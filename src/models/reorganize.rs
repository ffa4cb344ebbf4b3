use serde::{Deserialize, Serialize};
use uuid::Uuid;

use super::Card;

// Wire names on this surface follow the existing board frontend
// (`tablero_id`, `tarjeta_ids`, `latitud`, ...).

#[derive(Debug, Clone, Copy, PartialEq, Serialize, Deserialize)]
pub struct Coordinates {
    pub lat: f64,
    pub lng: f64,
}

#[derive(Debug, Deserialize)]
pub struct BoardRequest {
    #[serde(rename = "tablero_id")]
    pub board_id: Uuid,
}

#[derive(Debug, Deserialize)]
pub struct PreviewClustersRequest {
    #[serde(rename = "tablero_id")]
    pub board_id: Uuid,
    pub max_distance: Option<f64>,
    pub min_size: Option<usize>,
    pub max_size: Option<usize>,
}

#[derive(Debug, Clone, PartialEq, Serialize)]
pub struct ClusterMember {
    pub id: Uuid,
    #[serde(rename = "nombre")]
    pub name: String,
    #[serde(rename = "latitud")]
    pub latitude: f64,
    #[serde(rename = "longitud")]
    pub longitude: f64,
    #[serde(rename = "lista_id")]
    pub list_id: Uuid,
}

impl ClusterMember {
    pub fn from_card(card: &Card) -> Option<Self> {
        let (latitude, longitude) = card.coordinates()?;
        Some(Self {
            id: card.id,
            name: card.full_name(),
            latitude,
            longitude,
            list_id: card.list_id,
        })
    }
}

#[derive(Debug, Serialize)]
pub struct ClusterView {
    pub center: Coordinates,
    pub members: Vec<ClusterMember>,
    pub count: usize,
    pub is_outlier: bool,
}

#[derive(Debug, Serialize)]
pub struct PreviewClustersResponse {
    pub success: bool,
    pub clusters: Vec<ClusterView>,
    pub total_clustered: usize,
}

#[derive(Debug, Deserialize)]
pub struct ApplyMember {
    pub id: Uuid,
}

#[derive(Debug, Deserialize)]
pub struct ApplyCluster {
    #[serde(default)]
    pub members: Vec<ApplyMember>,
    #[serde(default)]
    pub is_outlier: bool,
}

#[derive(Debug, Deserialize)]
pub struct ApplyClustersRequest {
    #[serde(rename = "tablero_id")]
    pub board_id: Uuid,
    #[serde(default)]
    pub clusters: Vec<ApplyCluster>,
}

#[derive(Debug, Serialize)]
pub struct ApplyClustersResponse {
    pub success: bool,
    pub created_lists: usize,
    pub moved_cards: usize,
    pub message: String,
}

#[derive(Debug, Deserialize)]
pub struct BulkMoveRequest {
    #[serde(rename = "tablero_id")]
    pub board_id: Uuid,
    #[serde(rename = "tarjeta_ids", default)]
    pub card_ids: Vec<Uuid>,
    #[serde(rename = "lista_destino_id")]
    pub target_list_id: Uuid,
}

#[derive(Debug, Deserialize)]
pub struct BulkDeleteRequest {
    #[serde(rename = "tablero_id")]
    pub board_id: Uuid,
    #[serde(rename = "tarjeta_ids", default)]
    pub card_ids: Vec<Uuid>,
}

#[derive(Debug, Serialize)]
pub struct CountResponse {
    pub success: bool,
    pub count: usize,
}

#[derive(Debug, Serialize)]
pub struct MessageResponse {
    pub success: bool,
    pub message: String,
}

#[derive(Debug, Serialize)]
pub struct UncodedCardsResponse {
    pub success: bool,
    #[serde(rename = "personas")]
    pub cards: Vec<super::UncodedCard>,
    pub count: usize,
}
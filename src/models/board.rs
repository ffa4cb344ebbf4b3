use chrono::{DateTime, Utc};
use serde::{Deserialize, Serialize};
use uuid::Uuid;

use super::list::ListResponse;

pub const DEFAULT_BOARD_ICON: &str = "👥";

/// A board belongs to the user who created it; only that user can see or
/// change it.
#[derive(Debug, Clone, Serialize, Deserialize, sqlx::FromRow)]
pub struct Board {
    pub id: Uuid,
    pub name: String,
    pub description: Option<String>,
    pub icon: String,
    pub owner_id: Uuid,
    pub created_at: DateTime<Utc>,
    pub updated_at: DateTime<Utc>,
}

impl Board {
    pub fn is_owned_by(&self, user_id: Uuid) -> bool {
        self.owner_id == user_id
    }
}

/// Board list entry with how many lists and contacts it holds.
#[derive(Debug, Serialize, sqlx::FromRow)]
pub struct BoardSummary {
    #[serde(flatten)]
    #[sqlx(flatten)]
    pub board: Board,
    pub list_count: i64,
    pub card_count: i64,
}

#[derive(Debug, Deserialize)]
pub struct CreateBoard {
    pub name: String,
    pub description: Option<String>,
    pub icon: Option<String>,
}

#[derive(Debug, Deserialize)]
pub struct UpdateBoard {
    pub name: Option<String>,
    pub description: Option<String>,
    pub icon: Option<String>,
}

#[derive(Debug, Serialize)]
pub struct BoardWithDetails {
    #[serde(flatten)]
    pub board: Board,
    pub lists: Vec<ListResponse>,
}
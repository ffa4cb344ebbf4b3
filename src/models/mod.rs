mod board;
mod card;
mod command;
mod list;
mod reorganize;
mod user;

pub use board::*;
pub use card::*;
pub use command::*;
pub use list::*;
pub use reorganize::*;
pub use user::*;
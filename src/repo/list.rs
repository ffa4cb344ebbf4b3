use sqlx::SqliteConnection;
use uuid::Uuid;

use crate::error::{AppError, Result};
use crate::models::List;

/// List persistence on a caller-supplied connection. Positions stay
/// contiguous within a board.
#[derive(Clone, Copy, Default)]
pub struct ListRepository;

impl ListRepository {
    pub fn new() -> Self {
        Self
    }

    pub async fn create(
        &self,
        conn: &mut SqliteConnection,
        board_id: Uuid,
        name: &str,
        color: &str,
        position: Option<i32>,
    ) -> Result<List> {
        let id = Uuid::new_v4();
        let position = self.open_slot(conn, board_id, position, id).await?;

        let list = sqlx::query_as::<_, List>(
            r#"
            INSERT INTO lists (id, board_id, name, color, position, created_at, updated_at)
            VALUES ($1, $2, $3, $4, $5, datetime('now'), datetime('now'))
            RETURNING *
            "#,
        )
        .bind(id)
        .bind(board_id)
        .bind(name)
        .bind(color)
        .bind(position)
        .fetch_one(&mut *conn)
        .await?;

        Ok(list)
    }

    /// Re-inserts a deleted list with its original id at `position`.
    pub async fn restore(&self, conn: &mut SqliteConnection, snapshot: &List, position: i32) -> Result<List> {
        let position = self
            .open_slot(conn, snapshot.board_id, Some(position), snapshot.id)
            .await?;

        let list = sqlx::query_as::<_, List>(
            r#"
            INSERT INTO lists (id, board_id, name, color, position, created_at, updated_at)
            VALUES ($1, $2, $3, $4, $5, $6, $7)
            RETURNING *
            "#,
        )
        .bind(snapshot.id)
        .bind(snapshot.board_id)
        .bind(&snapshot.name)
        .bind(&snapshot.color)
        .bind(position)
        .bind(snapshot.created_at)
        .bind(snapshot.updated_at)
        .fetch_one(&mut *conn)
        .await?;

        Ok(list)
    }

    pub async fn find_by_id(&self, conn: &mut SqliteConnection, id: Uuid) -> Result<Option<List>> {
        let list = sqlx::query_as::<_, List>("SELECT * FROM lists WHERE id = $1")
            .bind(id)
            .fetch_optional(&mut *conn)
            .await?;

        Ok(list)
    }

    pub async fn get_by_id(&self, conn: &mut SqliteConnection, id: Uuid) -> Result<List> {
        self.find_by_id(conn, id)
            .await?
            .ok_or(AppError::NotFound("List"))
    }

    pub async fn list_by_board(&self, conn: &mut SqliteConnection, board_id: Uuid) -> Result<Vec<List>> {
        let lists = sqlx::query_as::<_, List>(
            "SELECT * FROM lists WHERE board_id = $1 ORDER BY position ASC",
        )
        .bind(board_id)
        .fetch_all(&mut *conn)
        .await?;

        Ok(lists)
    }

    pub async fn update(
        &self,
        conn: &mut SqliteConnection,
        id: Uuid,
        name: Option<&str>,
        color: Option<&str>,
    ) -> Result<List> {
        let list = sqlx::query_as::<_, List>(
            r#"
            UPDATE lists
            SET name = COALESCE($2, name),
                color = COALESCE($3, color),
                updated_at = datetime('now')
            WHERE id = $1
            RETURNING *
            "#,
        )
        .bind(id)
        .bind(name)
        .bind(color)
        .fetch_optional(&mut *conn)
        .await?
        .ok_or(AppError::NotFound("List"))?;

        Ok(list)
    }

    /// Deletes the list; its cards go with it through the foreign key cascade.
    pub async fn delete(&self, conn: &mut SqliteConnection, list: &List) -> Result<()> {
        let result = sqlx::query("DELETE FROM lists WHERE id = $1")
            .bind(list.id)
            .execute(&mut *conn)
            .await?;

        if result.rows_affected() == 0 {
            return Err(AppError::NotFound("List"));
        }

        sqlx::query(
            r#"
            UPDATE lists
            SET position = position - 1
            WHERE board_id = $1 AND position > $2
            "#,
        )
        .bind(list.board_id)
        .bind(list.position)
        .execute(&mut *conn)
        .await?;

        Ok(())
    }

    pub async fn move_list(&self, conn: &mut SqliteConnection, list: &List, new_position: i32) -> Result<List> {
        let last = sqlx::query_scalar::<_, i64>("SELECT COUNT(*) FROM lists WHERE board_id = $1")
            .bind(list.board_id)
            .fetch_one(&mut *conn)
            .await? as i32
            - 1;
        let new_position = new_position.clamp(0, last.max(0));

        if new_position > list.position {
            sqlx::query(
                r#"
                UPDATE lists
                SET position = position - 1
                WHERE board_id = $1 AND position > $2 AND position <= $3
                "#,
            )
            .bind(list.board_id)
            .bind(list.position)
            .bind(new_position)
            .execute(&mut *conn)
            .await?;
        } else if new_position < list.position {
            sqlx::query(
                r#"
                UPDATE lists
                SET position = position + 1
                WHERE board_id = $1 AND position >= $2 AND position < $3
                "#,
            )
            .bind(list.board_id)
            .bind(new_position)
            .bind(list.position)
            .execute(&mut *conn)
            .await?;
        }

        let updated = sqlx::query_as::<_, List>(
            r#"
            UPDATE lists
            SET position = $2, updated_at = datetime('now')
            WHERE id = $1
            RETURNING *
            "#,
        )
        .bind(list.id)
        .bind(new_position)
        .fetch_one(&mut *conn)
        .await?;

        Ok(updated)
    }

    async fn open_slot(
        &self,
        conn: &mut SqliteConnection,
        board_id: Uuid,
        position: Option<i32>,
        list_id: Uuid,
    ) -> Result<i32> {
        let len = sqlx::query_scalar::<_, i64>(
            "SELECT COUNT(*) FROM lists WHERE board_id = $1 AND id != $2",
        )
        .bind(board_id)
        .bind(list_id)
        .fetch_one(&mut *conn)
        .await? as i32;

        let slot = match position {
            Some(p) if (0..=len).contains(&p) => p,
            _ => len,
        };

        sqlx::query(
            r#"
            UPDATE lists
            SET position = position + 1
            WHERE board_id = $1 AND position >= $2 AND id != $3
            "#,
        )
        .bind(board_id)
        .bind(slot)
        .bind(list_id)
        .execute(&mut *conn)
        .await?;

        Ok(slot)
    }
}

**WORK ITEM**
Go through the data above and count the lines that hold "members". Respond with the number and no other words.

**ANSWER**
2